Even though it is often overlooked, the olfactory system is one of the body’s most powerful communication channels. According to research, the whole procedure – from the initial inhaling of an essential oil to the body’s reaction – can take just a few seconds. For this reason, using aromatic essential oils is the most effective way to do this.

Have you ever wondered why cocaine is sniffed through the nose or why anesthesia is administered by inhaling?

It may come as no surprise that the popularity of how people use drugs is usually determined by how quickly the drug reaches the brain and how long it takes for the effects to occur. This is one of the reasons why anesthesia is inhaled and cocaine is typically sniffed through the nose.

It is important to keep in mind that inhaling a substance is one of the quickest routes of ingestion. That’s because the drug or other inhaled substance bypasses the digestive tract and, later, the liver, where the drug would have been metabolized.

When substances are inhaled, they enter the bloodstream directly through the nasal blood vessels. When drugs enter the bloodstream, they quickly reach the brain, causing intense effects in a short period of time.
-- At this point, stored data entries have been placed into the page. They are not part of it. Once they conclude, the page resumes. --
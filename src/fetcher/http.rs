//! Plain HTTP page fetches.

use super::Page;
use crate::error::FetchError;
use std::time::Duration;
use tracing::{debug, instrument, warn};

#[derive(Debug, Clone)]
pub struct HttpFetcher {
    client: reqwest::Client,
}

impl HttpFetcher {
    pub fn new(user_agent: &str, timeout: Duration) -> Result<Self, FetchError> {
        let client = reqwest::Client::builder()
            .user_agent(user_agent)
            .timeout(timeout)
            .build()?;
        Ok(Self { client })
    }

    /// GET `url`; any non-2xx status becomes [`FetchError::Status`].
    #[instrument(level = "debug", skip(self))]
    pub async fn get(&self, url: &str) -> Result<Page, FetchError> {
        let response = self.client.get(url).send().await?;
        let status = response.status();
        if !status.is_success() {
            warn!(%url, %status, "Non-success response");
            return Err(FetchError::Status(status));
        }
        let final_url = response.url().to_string();
        let html = response.text().await?;
        debug!(bytes = html.len(), "Fetched page");
        Ok(Page::new(final_url, html))
    }
}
Similarly, when essential oils are inhaled through the nose, they effectively cross the blood-brain barrier in the area around the olfactory nerve. In other areas, the barrier is made up of 8 endothelial cells thick. The barrier around the olfactory nerve is only 4-5 cells thick. As a result, when inhaling oils through the nose, they can easily pass directly into the brain.
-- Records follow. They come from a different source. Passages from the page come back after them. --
//! Outbound page retrieval.
//!
//! Source adapters describe *what* to fetch with a [`FetchRequest`]; a
//! [`PageFetcher`] decides *how*. The production implementation,
//! [`SiteFetcher`], routes plain requests to [`http::HttpFetcher`] and
//! script-rendered pages to a [`browser::BrowserSession`], spacing consecutive
//! fetches with a [`throttle::Throttle`].
//!
//! # Failure classification
//!
//! | Outcome | Error | Caller behaviour |
//! |---------|-------|------------------|
//! | Non-2xx response | [`FetchError::Status`] | skip URL |
//! | Marker never appeared | [`FetchError::NotFound`] | skip URL |
//! | Network / decode error | [`FetchError::Http`] | skip URL |
//! | Browser session gone | [`FetchError::SessionLost`] | abort run |

pub mod browser;
pub mod http;
pub mod throttle;

use crate::error::FetchError;
use browser::BrowserSession;
use http::HttpFetcher;
use scraper::Html;
use std::time::Duration;
use throttle::Throttle;
use tracing::{debug, instrument};

/// Raw markup of a fetched page.
#[derive(Debug, Clone)]
pub struct Page {
    /// Final URL of the page.
    pub url: String,
    pub html: String,
}

impl Page {
    pub fn new(url: impl Into<String>, html: impl Into<String>) -> Self {
        Self {
            url: url.into(),
            html: html.into(),
        }
    }

    pub fn document(&self) -> Html {
        Html::parse_document(&self.html)
    }
}

/// How a page has to be retrieved.
#[derive(Debug, Clone, PartialEq, Eq)]
pub enum FetchMode {
    /// Plain HTTP GET.
    Http,
    /// Headless-browser navigation that waits for `marker` (a CSS selector)
    /// to be present before reading the rendered markup.
    Browser { marker: String, timeout: Duration },
}

#[derive(Debug, Clone, PartialEq, Eq)]
pub struct FetchRequest {
    pub url: String,
    pub mode: FetchMode,
}

impl FetchRequest {
    pub fn http(url: impl Into<String>) -> Self {
        Self {
            url: url.into(),
            mode: FetchMode::Http,
        }
    }

    pub fn browser(url: impl Into<String>, marker: impl Into<String>, timeout: Duration) -> Self {
        Self {
            url: url.into(),
            mode: FetchMode::Browser {
                marker: marker.into(),
                timeout,
            },
        }
    }
}

/// Retrieve one page.
pub trait PageFetcher {
    async fn fetch(&self, request: &FetchRequest) -> Result<Page, FetchError>;
}

/// Production fetcher: HTTP client plus an optional browser session.
#[derive(Debug)]
pub struct SiteFetcher {
    http: HttpFetcher,
    browser: Option<BrowserSession>,
    throttle: Throttle,
}

impl SiteFetcher {
    pub fn new(
        http: HttpFetcher,
        browser: Option<BrowserSession>,
        politeness_delay: Duration,
    ) -> Self {
        Self {
            http,
            browser,
            throttle: Throttle::new(politeness_delay),
        }
    }

    /// Release the browser session, if any. Call on every exit path.
    pub async fn shutdown(self) {
        if let Some(browser) = self.browser {
            browser.close().await;
        }
    }
}

impl PageFetcher for SiteFetcher {
    #[instrument(level = "debug", skip_all, fields(url = %request.url))]
    async fn fetch(&self, request: &FetchRequest) -> Result<Page, FetchError> {
        self.throttle.wait().await;
        match &request.mode {
            FetchMode::Http => self.http.get(&request.url).await,
            FetchMode::Browser { marker, timeout } => match &self.browser {
                Some(browser) => browser.load(&request.url, marker, *timeout).await,
                None => {
                    debug!("No browser session configured");
                    Err(FetchError::BrowserUnavailable)
                }
            },
        }
    }
}

#[cfg(test)]
mod tests {
    use super::*;

    #[test]
    fn test_request_constructors() {
        let r = FetchRequest::http("https://g1.globo.com");
        assert_eq!(r.mode, FetchMode::Http);

        let r = FetchRequest::browser("https://br.investing.com", "a.img", Duration::from_secs(10));
        assert_eq!(
            r.mode,
            FetchMode::Browser {
                marker: "a.img".into(),
                timeout: Duration::from_secs(10)
            }
        );
    }

    #[tokio::test]
    async fn test_browser_request_without_session_is_soft_failure() {
        let http = HttpFetcher::new("test-agent", Duration::from_secs(1)).unwrap();
        let fetcher = SiteFetcher::new(http, None, Duration::ZERO);
        let request = FetchRequest::browser("http://127.0.0.1:9/", "a.img", Duration::from_secs(1));
        let err = fetcher.fetch(&request).await.unwrap_err();
        assert!(matches!(err, FetchError::BrowserUnavailable));
        assert!(!err.is_fatal());
        fetcher.shutdown().await;
    }

    #[test]
    fn test_page_document_parses() {
        let page = Page::new("u", "<html><body><h1>X</h1></body></html>");
        let doc = page.document();
        let h1 = scraper::Selector::parse("h1").unwrap();
        assert_eq!(doc.select(&h1).next().unwrap().text().collect::<String>(), "X");
    }
}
What exactly is the blood-brain barrier?

As the name implies, this “barrier” of endothelial cells protects the brain from pathogens and toxins in the blood. At the same time, it allows nutrients to be transferred to “feed” the brain.

Because essential oils are fat-soluble, they dissolve in fat. Because the brain is fat and fat prefers fat, fat-soluble substances such as essential oils are extremely effective in brain and nervous system healing.


Energy and essential oils

Essential oils send energy signals to the brain as well. When we inhale essential oils through our nose, the aromatic molecules activate receptors in the mucous membrane, which sends information to the olfactory bulb at the base of the brain. The limbic system of the brain, also known as the “emotional brain,” interprets and transmits these “fragrant messages.”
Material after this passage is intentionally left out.